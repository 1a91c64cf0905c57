//! Table state and the reducer that applies every transition to it.

use std::sync::Arc;

use shared::domain::{FetchStatus, SortField, User, UserField};
use tracing::{debug, warn};

use crate::{filters::FilterSet, projector::project, sort::SortSpec};

/// Every transition the table state can take.
#[derive(Debug, Clone, PartialEq, Eq)]
pub enum Action {
    FetchStarted,
    FetchSucceeded(Vec<User>),
    FetchFailed(String),
    FilterChanged { field: UserField, pattern: String },
    SortToggled { field: SortField },
    Reset,
}

/// Raw records, fetch status, filters, sort and the rows derived from them.
///
/// Fields are only written by [`reduce`], which recomputes `view` whenever
/// one of its inputs changes. Clones share the record and view buffers.
#[derive(Debug, Clone, Default, PartialEq, Eq)]
pub struct TableState {
    records: Arc<Vec<User>>,
    status: FetchStatus,
    error: Option<String>,
    filters: FilterSet,
    sort: SortSpec,
    view: Arc<Vec<User>>,
}

impl TableState {
    pub fn status(&self) -> FetchStatus {
        self.status
    }

    pub fn error(&self) -> Option<&str> {
        self.error.as_deref()
    }

    pub fn records(&self) -> &[User] {
        &self.records
    }

    pub fn filters(&self) -> &FilterSet {
        &self.filters
    }

    pub fn sort(&self) -> SortSpec {
        self.sort
    }

    pub fn view(&self) -> &[User] {
        &self.view
    }

    /// Successful load whose filters exclude every row. Only meaningful
    /// alongside `status`: an unloaded table also has an empty view.
    pub fn is_empty_result(&self) -> bool {
        self.status == FetchStatus::Succeeded && self.view.is_empty()
    }

    fn rederive(&mut self) {
        self.view = Arc::new(project(&self.records, &self.filters, &self.sort));
    }
}

pub fn reduce(mut state: TableState, action: Action) -> TableState {
    match action {
        Action::FetchStarted => {
            if state.status != FetchStatus::Idle {
                warn!(status = %state.status, "ignoring fetch start outside idle");
                return state;
            }
            state.status = FetchStatus::Loading;
        }
        Action::FetchSucceeded(users) => {
            if state.status != FetchStatus::Loading {
                warn!(status = %state.status, "ignoring fetch result without a pending load");
                return state;
            }
            state.status = FetchStatus::Succeeded;
            state.error = None;
            state.records = Arc::new(users);
            state.rederive();
        }
        Action::FetchFailed(message) => {
            if state.status != FetchStatus::Loading {
                warn!(status = %state.status, "ignoring fetch failure without a pending load");
                return state;
            }
            state.status = FetchStatus::Failed;
            state.error = Some(message);
        }
        Action::FilterChanged { field, pattern } => {
            debug!(%field, %pattern, "filter changed");
            state.filters.set(field, pattern);
            state.rederive();
        }
        Action::SortToggled { field } => {
            state.sort = state.sort.toggled(field);
            debug!(%field, sort = ?state.sort.active(), "sort toggled");
            if state.sort.is_unsorted() {
                state.rederive();
            } else {
                // Ties keep the order the current view had before this click.
                let mut view = (*state.view).clone();
                state.sort.apply(&mut view);
                state.view = Arc::new(view);
            }
        }
        Action::Reset => return TableState::default(),
    }
    state
}

#[cfg(test)]
#[path = "tests/reducer_tests.rs"]
mod tests;
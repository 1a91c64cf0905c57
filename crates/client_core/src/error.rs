use shared::{domain::FetchStatus, error::UnknownFieldError};
use thiserror::Error;

/// Message stored when a failed retrieval carries no text of its own.
pub const FALLBACK_FETCH_ERROR: &str = "Something went wrong";

#[derive(Debug, Error)]
pub enum FetchError {
    #[error(transparent)]
    Transport(#[from] reqwest::Error),
    #[error("user source is unavailable")]
    Unavailable,
    #[error("{0}")]
    Message(String),
}

impl FetchError {
    pub fn message(message: impl Into<String>) -> Self {
        FetchError::Message(message.into())
    }

    /// Human-readable text recorded in the table's `error` slot.
    pub fn display_message(&self) -> String {
        let text = self.to_string();
        if text.trim().is_empty() {
            FALLBACK_FETCH_ERROR.to_string()
        } else {
            text
        }
    }
}

#[derive(Debug, Clone, PartialEq, Eq, Error)]
pub enum CommandError {
    #[error(transparent)]
    UnknownField(#[from] UnknownFieldError),
    #[error("load requires an idle table, current status is {status}")]
    NotIdle { status: FetchStatus },
}

#[derive(Debug, Clone, PartialEq, Eq, Error)]
pub enum DispatchError {
    #[error("table command queue is full; retry")]
    QueueFull,
    #[error("table worker has stopped")]
    WorkerStopped,
}
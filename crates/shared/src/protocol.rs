use serde::{Deserialize, Serialize};

use crate::{
    domain::{FetchStatus, SortDirection, SortField, UserField},
    error::UnknownFieldError,
};

/// Commands the presentation layer may issue against a table.
#[derive(Debug, Clone, PartialEq, Eq, Serialize, Deserialize)]
#[serde(tag = "type", content = "payload", rename_all = "snake_case")]
pub enum Command {
    Load,
    SetFilter { field: UserField, pattern: String },
    SetSort { field: SortField },
    Reset,
}

impl Command {
    pub fn set_filter(field: &str, pattern: impl Into<String>) -> Result<Self, UnknownFieldError> {
        Ok(Command::SetFilter {
            field: field.parse()?,
            pattern: pattern.into(),
        })
    }

    pub fn set_sort(field: &str) -> Result<Self, UnknownFieldError> {
        Ok(Command::SetSort {
            field: field.parse()?,
        })
    }

    pub fn name(&self) -> &'static str {
        match self {
            Command::Load => "load",
            Command::SetFilter { .. } => "set_filter",
            Command::SetSort { .. } => "set_sort",
            Command::Reset => "reset",
        }
    }
}

/// Change notifications published after a command has been applied.
#[derive(Debug, Clone, PartialEq, Eq, Serialize, Deserialize)]
#[serde(tag = "type", content = "payload", rename_all = "snake_case")]
pub enum TableEvent {
    StatusChanged {
        status: FetchStatus,
    },
    ViewUpdated {
        visible: usize,
        total: usize,
    },
    SortChanged {
        #[serde(default)]
        sort: Option<(SortField, SortDirection)>,
    },
    LoadFailed {
        message: String,
    },
    CommandRejected {
        command: String,
        reason: String,
    },
}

※ ※ ※

# Goal of the exercise:
Please reproduce the material in its entirety, exactly as it stands.

# Result of this exercise:
repository 1a91c64cf0905c57
//! Table state and the reducer that applies every transition to it.

use std::sync::Arc;

use shared::domain::{FetchStatus, SortField, User, UserField};
use tracing::{debug, warn};

use crate::{filters::FilterSet, projector::project, sort::SortSpec};

/// Every transition the table state can take.
#[derive(Debug, Clone, PartialEq, Eq)]
pub enum Action {
    FetchStarted,
    FetchSucceeded(Vec<User>),
    FetchFailed(String),
    FilterChanged { field: UserField, pattern: String },
    SortToggled { field: SortField },
    Reset,
}

/// Raw records, fetch status, filters, sort and the rows derived from them.
///
/// Fields are only written by [`reduce`], which recomputes `view` whenever
/// one of its inputs changes. Clones share the record and view buffers.
#[derive(Debug, Clone, Default, PartialEq, Eq)]
pub struct TableState {
    records: Arc<Vec<User>>,
    status: FetchStatus,
    error: Option<String>,
    filters: FilterSet,
    sort: SortSpec,
    view: Arc<Vec<User>>,
}

impl TableState {
    pub fn status(&self) -> FetchStatus {
        self.status
    }

    pub fn error(&self) -> Option<&str> {
        self.error.as_deref()
    }

    pub fn records(&self) -> &[User] {
        &self.records
    }

    pub fn filters(&self) -> &FilterSet {
        &self.filters
    }

    pub fn sort(&self) -> SortSpec {
        self.sort
    }

    pub fn view(&self) -> &[User] {
        &self.view
    }

    /// Successful load whose filters exclude every row. Only meaningful
    /// alongside `status`: an unloaded table also has an empty view.
    pub fn is_empty_result(&self) -> bool {
        self.status == FetchStatus::Succeeded && self.view.is_empty()
    }

    fn rederive(&mut self) {
        self.view = Arc::new(project(&self.records, &self.filters, &self.sort));
    }
}

pub fn reduce(mut state: TableState, action: Action) -> TableState {
    match action {
        Action::FetchStarted => {
            if state.status != FetchStatus::Idle {
                warn!(status = %state.status, "ignoring fetch start outside idle");
                return state;
            }
            state.status = FetchStatus::Loading;
        }
        Action::FetchSucceeded(users) => {
            if state.status != FetchStatus::Loading {
                warn!(status = %state.status, "ignoring fetch result without a pending load");
                return state;
            }
            state.status = FetchStatus::Succeeded;
            state.error = None;
            state.records = Arc::new(users);
            state.rederive();
        }
        Action::FetchFailed(message) => {
            if state.status != FetchStatus::Loading {
                warn!(status = %state.status, "ignoring fetch failure without a pending load");
                return state;
            }
            state.status = FetchStatus::Failed;
            state.error = Some(message);
        }
        Action::FilterChanged { field, pattern } => {
            debug!(%field, %pattern, "filter changed");
            state.filters.set(field, pattern);
            state.rederive();
        }
        Action::SortToggled { field } => {
            state.sort = state.sort.toggled(field);
            debug!(%field, sort = ?state.sort.active(), "sort toggled");
            if state.sort.is_unsorted() {
                state.rederive();
            } else {
                // Ties keep the order the current view had before this click.
                let mut view = (*state.view).clone();
                state.sort.apply(&mut view);
                state.view = Arc::new(view);
            }
        }
        Action::Reset => return TableState::default(),
    }
    state
}

#[cfg(test)]
#[path = "tests/reducer_tests.rs"]
mod tests;
repository 1a91c64cf0905c57
filename crates/client_core/src/error.rs
use shared::{domain::FetchStatus, error::UnknownFieldError};
use thiserror::Error;

/// Message stored when a failed retrieval carries no text of its own.
pub const FALLBACK_FETCH_ERROR: &str = "Something went wrong";

#[derive(Debug, Error)]
pub enum FetchError {
    #[error(transparent)]
    Transport(#[from] reqwest::Error),
    #[error("user source is unavailable")]
    Unavailable,
    #[error("{0}")]
    Message(String),
}

impl FetchError {
    pub fn message(message: impl Into<String>) -> Self {
        FetchError::Message(message.into())
    }

    /// Human-readable text recorded in the table's `error` slot.
    pub fn display_message(&self) -> String {
        let text = self.to_string();
        if text.trim().is_empty() {
            FALLBACK_FETCH_ERROR.to_string()
        } else {
            text
        }
    }
}

#[derive(Debug, Clone, PartialEq, Eq, Error)]
pub enum CommandError {
    #[error(transparent)]
    UnknownField(#[from] UnknownFieldError),
    #[error("load requires an idle table, current status is {status}")]
    NotIdle { status: FetchStatus },
}

#[derive(Debug, Clone, PartialEq, Eq, Error)]
pub enum DispatchError {
    #[error("table command queue is full; retry")]
    QueueFull,
    #[error("table worker has stopped")]
    WorkerStopped,
}
filename crates/shared/src/protocol.rs
use serde::{Deserialize, Serialize};

use crate::{
    domain::{FetchStatus, SortDirection, SortField, UserField},
    error::UnknownFieldError,
};

/// Commands the presentation layer may issue against a table.
#[derive(Debug, Clone, PartialEq, Eq, Serialize, Deserialize)]
#[serde(tag = "type", content = "payload", rename_all = "snake_case")]
pub enum Command {
    Load,
    SetFilter { field: UserField, pattern: String },
    SetSort { field: SortField },
    Reset,
}

impl Command {
    pub fn set_filter(field: &str, pattern: impl Into<String>) -> Result<Self, UnknownFieldError> {
        Ok(Command::SetFilter {
            field: field.parse()?,
            pattern: pattern.into(),
        })
    }

    pub fn set_sort(field: &str) -> Result<Self, UnknownFieldError> {
        Ok(Command::SetSort {
            field: field.parse()?,
        })
    }

    pub fn name(&self) -> &'static str {
        match self {
            Command::Load => "load",
            Command::SetFilter { .. } => "set_filter",
            Command::SetSort { .. } => "set_sort",
            Command::Reset => "reset",
        }
    }
}

/// Change notifications published after a command has been applied.
#[derive(Debug, Clone, PartialEq, Eq, Serialize, Deserialize)]
#[serde(tag = "type", content = "payload", rename_all = "snake_case")]
pub enum TableEvent {
    StatusChanged {
        status: FetchStatus,
    },
    ViewUpdated {
        visible: usize,
        total: usize,
    },
    SortChanged {
        #[serde(default)]
        sort: Option<(SortField, SortDirection)>,
    },
    LoadFailed {
        message: String,
    },
    CommandRejected {
        command: String,
        reason: String,
    },
}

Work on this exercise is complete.